#### WHAT IS NEEDED:
Return verbatim all lines from the first one in the records to the line with "pub const DEFAULT_ROOT: &str", both ends kept.

#### DATASET EXTRACT:

use serde::{Deserialize, Serialize};
use std::fs;
use std::path::{Path, PathBuf};
use std::time::Duration;

use crate::error::{Error, Result};
use crate::keyring;
use crate::models::FolderPath;

pub const DEFAULT_INBOX: &str = "INBOX";
pub const DEFAULT_ROOT: &str = "INBOX.rss2imap";
pub const DEFAULT_INTERVAL_SECS: u64 = 600;

// ---------------------------------------------------------------------------
// On-disk config
// ---------------------------------------------------------------------------

#[derive(Debug, Clone, Serialize, Deserialize)]
#[serde(tag = "backend")]
pub enum PasswordBackend {
    #[serde(rename = "keyring")]
    Keyring,
    #[serde(rename = "plaintext")]
    Plaintext { value: String },
}

#[derive(Debug, Clone, Serialize, Deserialize)]
pub struct FileConfig {
    pub server: String,
    #[serde(default = "default_port")]
    pub port: u16,
    pub username: String,
    #[serde(default)]
    pub starttls: bool,
    pub password: PasswordBackend,
    /// Address entry messages are delivered to.
    pub recipient: String,
    #[serde(default = "default_inbox")]
    pub inbox: String,
    #[serde(default = "default_root")]
    pub root_folder: String,
    #[serde(default = "default_delimiter")]
    pub delimiter: char,
    #[serde(default = "default_interval")]
    pub interval_secs: u64,
    #[serde(default)]
    pub exit_on_error: bool,
    /// Run a single cycle and exit, for cron-style scheduling.
    #[serde(default)]
    pub once: bool,
}

fn default_port() -> u16 {
    993
}

fn default_inbox() -> String {
    DEFAULT_INBOX.into()
}

fn default_root() -> String {
    DEFAULT_ROOT.into()
}

fn default_delimiter() -> char {
    '.'
}

fn default_interval() -> u64 {
    DEFAULT_INTERVAL_SECS
}

// ---------------------------------------------------------------------------
// Runtime config (resolved password, ready to use)
// ---------------------------------------------------------------------------

#[derive(Debug, Clone, PartialEq)]
pub struct Config {
    pub imap_server: String,
    pub imap_port: u16,
    pub username: String,
    pub password: String,
    pub use_starttls: bool,
    pub recipient: String,
    pub inbox: String,
    pub root_folder: String,
    pub delimiter: char,
    pub interval: Duration,
    pub exit_on_error: bool,
    pub once: bool,
}

/// What the engine needs to know about the account layout.
#[derive(Debug, Clone, PartialEq)]
pub struct SyncSettings {
    pub inbox: FolderPath,
    pub root: FolderPath,
    pub delimiter: char,
    pub recipient: String,
}

impl SyncSettings {
    pub fn new(inbox: &str, root: &str, delimiter: char, recipient: &str) -> Self {
        SyncSettings {
            inbox: FolderPath::parse(inbox, delimiter),
            root: FolderPath::parse(root, delimiter),
            delimiter,
            recipient: recipient.to_string(),
        }
    }
}

/// Poll loop policy.
#[derive(Debug, Clone, Copy, PartialEq)]
pub struct PollSettings {
    pub interval: Duration,
    /// Stop the loop on an unexpected cycle failure instead of logging it.
    pub exit_on_error: bool,
    /// Stop after this many cycles; `None` runs until the process dies.
    pub max_cycles: Option<usize>,
}

fn config_dir() -> PathBuf {
    dirs::config_dir()
        .unwrap_or_else(|| PathBuf::from("."))
        .join("rss2imap")
}

fn config_path() -> PathBuf {
    config_dir().join("config.json")
}

impl FileConfig {
    pub fn load(path: &Path) -> Result<Option<Self>> {
        if !path.exists() {
            return Ok(None);
        }
        let data = fs::read_to_string(path).map_err(|e| Error::Config(format!("read config: {e}")))?;
        Self::parse(&data).map(Some)
    }

    pub fn parse(data: &str) -> Result<Self> {
        serde_json::from_str(data).map_err(|e| Error::Config(format!("parse config: {e}")))
    }
}

impl Config {
    /// Environment first, then `config.json` in the platform config directory.
    pub fn load() -> Result<Self> {
        if let Some(config) = Self::from_env() {
            log::info!("Config loaded from environment variables");
            return config.validated();
        }

        let path = config_path();
        match FileConfig::load(&path)? {
            Some(file) => {
                log::info!("Config loaded from {}", path.display());
                Self::from_file(file)?.validated()
            }
            None => Err(Error::Config(format!(
                "no RSS2IMAP_* environment and no config file at {}",
                path.display()
            ))),
        }
    }

    /// Try env vars. Returns None if any required var is missing.
    fn from_env() -> Option<Self> {
        let imap_server = std::env::var("RSS2IMAP_SERVER").ok()?;
        let username = std::env::var("RSS2IMAP_USER").ok()?;
        let password = std::env::var("RSS2IMAP_PASSWORD").ok()?;
        let imap_port = std::env::var("RSS2IMAP_PORT")
            .ok()
            .and_then(|p| p.parse().ok())
            .unwrap_or_else(default_port);
        let use_starttls = std::env::var("RSS2IMAP_STARTTLS")
            .map(|v| v == "true" || v == "1")
            .unwrap_or(false);
        let recipient = std::env::var("RSS2IMAP_RECIPIENT").unwrap_or_else(|_| username.clone());
        let root_folder = std::env::var("RSS2IMAP_ROOT").unwrap_or_else(|_| default_root());
        let delimiter = std::env::var("RSS2IMAP_DELIMITER")
            .ok()
            .and_then(|d| d.chars().next())
            .unwrap_or_else(default_delimiter);
        let interval_secs = std::env::var("RSS2IMAP_INTERVAL")
            .ok()
            .and_then(|s| s.parse().ok())
            .unwrap_or(DEFAULT_INTERVAL_SECS);
        let exit_on_error = std::env::var("RSS2IMAP_EXIT_ON_ERROR")
            .map(|v| v == "true" || v == "1")
            .unwrap_or(false);
        let once = std::env::var("RSS2IMAP_ONCE")
            .map(|v| v == "true" || v == "1")
            .unwrap_or(false);

        Some(Config {
            imap_server,
            imap_port,
            username,
            password,
            use_starttls,
            recipient,
            inbox: default_inbox(),
            root_folder,
            delimiter,
            interval: Duration::from_secs(interval_secs),
            exit_on_error,
            once,
        })
    }

    pub fn from_file(file: FileConfig) -> Result<Self> {
        let password = resolve_password(&file.password, &file.username, &file.server)?;
        Ok(Config {
            imap_server: file.server,
            imap_port: file.port,
            username: file.username,
            password,
            use_starttls: file.starttls,
            recipient: file.recipient,
            inbox: file.inbox,
            root_folder: file.root_folder,
            delimiter: file.delimiter,
            interval: Duration::from_secs(file.interval_secs),
            exit_on_error: file.exit_on_error,
            once: file.once,
        })
    }

    fn validated(self) -> Result<Self> {
        if self.interval.is_zero() {
            return Err(Error::Config("poll interval must be at least one second".into()));
        }
        let root = FolderPath::parse(&self.root_folder, self.delimiter);
        if root.depth() == 0 {
            return Err(Error::Config("root folder must not be empty".into()));
        }
        if root == FolderPath::parse(&self.inbox, self.delimiter) {
            return Err(Error::Config("root folder must differ from the inbox".into()));
        }
        Ok(self)
    }

    pub fn sync_settings(&self) -> SyncSettings {
        SyncSettings::new(&self.inbox, &self.root_folder, self.delimiter, &self.recipient)
    }

    pub fn poll_settings(&self) -> PollSettings {
        PollSettings {
            interval: self.interval,
            exit_on_error: self.exit_on_error,
            max_cycles: self.once.then_some(1),
        }
    }
}

fn resolve_password(backend: &PasswordBackend, username: &str, server: &str) -> Result<String> {
    match backend {
        PasswordBackend::Plaintext { value } => Ok(value.clone()),
        PasswordBackend::Keyring => keyring::get_password(username, server),
    }
}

#### RESULT OF THE TASK:
use serde::{Deserialize, Serialize};
use std::fs;
use std::path::{Path, PathBuf};
use std::time::Duration;

use crate::error::{Error, Result};
use crate::keyring;
use crate::models::FolderPath;

pub const DEFAULT_INBOX: &str = "INBOX";
pub const DEFAULT_ROOT: &str = "INBOX.rss2imap";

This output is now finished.